[[ DATASET EXTRACT open ]]
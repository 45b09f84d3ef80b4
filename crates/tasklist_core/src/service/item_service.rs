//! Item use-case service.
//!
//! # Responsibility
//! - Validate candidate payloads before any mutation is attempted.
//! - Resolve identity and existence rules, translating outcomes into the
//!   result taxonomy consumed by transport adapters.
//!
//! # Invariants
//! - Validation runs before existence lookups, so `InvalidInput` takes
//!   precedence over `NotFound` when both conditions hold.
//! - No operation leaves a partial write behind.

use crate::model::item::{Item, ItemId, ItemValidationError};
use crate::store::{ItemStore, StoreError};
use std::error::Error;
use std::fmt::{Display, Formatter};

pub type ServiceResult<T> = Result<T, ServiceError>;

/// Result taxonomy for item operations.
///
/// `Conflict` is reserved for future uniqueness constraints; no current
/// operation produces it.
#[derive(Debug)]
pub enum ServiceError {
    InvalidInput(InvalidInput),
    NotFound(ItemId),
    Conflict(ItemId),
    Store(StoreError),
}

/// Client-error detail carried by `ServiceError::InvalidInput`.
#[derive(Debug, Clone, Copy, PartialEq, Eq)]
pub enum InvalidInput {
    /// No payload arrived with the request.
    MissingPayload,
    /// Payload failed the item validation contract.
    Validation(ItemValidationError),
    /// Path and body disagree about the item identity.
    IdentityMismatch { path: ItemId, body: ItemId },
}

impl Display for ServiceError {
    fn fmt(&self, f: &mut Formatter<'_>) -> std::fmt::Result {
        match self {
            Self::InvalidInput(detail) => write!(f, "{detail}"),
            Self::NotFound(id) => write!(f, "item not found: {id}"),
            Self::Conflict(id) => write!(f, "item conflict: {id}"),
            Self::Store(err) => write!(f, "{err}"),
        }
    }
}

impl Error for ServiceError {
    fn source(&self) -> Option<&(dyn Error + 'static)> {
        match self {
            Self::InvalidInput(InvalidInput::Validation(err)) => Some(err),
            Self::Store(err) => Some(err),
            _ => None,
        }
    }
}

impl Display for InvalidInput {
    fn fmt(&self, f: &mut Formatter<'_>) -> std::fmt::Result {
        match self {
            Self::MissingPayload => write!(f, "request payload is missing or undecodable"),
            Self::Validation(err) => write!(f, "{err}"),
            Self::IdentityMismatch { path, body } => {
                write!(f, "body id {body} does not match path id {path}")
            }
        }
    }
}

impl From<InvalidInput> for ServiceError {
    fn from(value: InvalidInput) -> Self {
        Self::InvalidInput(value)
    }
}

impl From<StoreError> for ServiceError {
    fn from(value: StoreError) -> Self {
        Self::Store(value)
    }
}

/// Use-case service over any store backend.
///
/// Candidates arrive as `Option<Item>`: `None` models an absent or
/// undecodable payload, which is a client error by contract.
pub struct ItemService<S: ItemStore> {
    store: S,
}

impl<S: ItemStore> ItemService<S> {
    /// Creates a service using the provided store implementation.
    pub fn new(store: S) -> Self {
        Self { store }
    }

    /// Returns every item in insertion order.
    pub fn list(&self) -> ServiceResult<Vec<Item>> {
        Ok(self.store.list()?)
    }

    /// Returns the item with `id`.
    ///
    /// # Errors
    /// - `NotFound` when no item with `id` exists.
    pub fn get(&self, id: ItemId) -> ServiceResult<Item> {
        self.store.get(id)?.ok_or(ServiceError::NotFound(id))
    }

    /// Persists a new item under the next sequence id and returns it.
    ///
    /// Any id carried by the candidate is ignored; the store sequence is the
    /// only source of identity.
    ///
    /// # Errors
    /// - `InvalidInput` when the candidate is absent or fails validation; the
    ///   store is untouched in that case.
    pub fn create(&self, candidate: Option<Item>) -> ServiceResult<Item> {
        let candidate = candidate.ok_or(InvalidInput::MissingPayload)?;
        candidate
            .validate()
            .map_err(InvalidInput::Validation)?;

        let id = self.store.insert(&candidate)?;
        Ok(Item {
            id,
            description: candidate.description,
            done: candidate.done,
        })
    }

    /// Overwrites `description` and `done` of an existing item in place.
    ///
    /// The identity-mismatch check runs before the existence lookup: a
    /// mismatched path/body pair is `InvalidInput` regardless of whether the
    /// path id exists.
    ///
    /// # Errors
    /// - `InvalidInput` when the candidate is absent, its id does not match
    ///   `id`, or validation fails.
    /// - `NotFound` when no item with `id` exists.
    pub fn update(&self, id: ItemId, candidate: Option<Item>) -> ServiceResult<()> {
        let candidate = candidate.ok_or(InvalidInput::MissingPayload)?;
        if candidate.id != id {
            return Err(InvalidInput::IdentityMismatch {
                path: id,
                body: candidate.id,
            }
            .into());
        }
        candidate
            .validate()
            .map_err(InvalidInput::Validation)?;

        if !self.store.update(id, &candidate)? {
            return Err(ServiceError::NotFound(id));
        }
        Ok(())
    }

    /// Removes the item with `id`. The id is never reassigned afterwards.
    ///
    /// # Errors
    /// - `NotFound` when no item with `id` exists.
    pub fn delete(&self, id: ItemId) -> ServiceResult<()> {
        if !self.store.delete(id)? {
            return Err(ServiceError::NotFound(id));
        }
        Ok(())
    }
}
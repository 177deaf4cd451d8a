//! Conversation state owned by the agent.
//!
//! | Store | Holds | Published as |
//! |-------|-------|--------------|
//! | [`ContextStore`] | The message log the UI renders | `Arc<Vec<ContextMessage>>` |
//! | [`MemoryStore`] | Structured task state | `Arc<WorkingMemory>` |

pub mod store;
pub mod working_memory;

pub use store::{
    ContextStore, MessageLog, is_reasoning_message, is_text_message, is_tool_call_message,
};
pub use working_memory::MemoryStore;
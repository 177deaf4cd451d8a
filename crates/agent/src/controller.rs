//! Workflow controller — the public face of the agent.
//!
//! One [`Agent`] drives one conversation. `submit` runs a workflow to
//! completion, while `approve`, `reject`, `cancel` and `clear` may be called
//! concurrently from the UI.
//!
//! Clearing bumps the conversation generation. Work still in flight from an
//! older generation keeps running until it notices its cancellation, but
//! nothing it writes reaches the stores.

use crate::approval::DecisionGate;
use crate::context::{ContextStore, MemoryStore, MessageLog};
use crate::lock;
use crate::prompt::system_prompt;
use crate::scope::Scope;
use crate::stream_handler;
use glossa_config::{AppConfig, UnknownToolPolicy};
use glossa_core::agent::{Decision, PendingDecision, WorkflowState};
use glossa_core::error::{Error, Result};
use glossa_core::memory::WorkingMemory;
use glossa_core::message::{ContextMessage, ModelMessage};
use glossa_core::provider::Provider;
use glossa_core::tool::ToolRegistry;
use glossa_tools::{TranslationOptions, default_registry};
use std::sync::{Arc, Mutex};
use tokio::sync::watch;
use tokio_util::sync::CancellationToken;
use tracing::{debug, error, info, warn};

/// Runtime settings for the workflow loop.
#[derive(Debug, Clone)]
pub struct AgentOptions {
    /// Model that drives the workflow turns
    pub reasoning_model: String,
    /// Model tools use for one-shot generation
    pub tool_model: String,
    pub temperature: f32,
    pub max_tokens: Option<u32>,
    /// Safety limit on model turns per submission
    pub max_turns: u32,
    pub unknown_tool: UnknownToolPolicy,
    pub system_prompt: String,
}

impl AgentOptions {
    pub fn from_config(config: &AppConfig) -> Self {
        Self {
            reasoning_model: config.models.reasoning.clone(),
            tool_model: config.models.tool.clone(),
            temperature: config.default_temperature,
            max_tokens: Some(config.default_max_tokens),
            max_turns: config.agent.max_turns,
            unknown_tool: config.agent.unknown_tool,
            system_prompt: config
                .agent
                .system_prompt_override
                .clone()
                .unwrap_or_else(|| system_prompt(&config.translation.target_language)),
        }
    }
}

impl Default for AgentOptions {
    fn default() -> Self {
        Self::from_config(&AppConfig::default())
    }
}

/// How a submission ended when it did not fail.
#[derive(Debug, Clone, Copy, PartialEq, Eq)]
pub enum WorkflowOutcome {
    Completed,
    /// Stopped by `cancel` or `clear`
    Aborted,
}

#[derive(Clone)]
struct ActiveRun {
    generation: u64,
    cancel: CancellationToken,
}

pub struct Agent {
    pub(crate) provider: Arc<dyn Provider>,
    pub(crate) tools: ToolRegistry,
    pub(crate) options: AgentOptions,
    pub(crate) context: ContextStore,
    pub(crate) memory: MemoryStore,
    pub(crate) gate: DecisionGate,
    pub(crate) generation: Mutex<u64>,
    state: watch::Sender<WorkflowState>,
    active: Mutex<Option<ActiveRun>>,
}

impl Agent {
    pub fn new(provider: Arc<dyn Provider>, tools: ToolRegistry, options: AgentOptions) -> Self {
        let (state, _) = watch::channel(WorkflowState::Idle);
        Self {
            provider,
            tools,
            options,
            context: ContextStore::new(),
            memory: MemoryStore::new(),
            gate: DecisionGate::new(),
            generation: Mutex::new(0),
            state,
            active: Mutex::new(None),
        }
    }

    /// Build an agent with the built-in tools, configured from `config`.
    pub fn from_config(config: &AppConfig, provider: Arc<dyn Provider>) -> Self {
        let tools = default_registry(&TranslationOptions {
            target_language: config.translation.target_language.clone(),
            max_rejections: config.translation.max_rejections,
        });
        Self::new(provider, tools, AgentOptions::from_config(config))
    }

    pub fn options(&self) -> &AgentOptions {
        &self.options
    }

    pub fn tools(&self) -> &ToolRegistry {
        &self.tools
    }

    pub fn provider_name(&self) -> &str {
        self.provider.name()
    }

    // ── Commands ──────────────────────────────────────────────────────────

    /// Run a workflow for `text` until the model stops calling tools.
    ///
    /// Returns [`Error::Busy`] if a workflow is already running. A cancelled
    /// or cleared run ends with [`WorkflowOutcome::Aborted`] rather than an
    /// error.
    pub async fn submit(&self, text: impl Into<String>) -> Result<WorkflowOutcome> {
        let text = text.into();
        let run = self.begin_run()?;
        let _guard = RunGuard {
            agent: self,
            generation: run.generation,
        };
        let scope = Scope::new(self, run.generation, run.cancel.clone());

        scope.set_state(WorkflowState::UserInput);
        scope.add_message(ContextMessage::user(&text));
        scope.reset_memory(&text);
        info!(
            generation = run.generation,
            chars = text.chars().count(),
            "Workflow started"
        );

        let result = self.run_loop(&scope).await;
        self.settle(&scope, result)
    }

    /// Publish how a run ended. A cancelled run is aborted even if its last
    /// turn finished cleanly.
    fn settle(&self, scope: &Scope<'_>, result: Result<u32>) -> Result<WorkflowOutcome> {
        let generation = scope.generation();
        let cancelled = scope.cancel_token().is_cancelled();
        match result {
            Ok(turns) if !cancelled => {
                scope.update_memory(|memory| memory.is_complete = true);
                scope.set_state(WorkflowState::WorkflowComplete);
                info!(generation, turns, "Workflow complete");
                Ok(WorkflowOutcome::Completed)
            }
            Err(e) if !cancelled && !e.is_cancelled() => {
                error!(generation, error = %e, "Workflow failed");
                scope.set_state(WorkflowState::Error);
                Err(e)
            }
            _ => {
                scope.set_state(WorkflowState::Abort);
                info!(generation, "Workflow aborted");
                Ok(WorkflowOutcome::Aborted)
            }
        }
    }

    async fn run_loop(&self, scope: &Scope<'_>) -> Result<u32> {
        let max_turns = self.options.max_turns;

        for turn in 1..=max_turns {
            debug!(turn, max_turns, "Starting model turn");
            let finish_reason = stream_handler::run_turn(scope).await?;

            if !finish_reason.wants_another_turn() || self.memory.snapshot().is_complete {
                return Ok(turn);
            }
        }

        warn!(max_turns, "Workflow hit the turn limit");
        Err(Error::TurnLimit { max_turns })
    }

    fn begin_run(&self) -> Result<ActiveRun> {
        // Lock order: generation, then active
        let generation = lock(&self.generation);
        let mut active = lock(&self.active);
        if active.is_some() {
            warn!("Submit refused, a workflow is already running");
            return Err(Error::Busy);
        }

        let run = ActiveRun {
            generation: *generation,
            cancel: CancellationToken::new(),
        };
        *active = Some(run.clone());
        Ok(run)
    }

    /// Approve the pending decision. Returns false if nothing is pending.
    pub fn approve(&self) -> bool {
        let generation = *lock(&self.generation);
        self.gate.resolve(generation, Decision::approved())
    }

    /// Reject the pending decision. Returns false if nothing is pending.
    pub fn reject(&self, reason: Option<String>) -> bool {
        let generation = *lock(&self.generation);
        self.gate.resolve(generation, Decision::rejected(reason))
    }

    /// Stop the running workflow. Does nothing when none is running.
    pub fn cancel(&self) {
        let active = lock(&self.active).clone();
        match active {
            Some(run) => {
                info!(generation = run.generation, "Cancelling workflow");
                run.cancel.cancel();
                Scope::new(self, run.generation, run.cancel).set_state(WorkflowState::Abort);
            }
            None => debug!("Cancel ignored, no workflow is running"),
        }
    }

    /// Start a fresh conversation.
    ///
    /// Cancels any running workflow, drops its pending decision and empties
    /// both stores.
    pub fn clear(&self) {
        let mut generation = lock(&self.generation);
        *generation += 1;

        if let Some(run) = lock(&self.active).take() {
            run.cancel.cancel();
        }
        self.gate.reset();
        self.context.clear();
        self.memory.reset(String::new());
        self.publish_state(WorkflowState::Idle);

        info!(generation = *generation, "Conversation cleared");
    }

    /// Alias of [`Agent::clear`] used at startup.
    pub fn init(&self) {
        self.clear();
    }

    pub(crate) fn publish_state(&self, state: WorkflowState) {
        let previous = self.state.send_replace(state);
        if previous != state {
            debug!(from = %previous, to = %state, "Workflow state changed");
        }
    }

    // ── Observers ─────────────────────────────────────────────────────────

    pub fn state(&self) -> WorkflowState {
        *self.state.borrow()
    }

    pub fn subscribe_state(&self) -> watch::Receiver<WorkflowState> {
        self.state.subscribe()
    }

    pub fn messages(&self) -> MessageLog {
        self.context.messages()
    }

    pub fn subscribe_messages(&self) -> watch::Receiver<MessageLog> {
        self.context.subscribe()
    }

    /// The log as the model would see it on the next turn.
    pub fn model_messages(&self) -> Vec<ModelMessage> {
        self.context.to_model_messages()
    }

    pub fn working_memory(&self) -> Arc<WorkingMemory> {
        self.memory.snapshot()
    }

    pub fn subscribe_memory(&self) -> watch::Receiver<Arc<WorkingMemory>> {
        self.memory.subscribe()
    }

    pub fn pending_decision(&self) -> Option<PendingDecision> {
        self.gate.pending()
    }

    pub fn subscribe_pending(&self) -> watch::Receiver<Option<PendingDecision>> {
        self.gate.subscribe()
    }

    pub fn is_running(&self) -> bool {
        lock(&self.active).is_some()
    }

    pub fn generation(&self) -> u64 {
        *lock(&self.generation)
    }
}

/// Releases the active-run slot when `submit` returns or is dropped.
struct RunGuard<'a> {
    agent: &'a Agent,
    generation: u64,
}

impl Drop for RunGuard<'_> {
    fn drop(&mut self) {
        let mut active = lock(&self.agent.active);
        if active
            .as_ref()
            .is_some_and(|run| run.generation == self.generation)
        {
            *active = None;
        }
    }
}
[[ DATASET EXTRACT closed ]]
*EXERCISE INSTRUCTIONS*: Which of the lines above include the string "contract"? Pick them out and copy them.

*EXERCISE RESPONSE*:
    /// Payload failed the item validation contract.
/// undecodable payload, which is a client error by contract.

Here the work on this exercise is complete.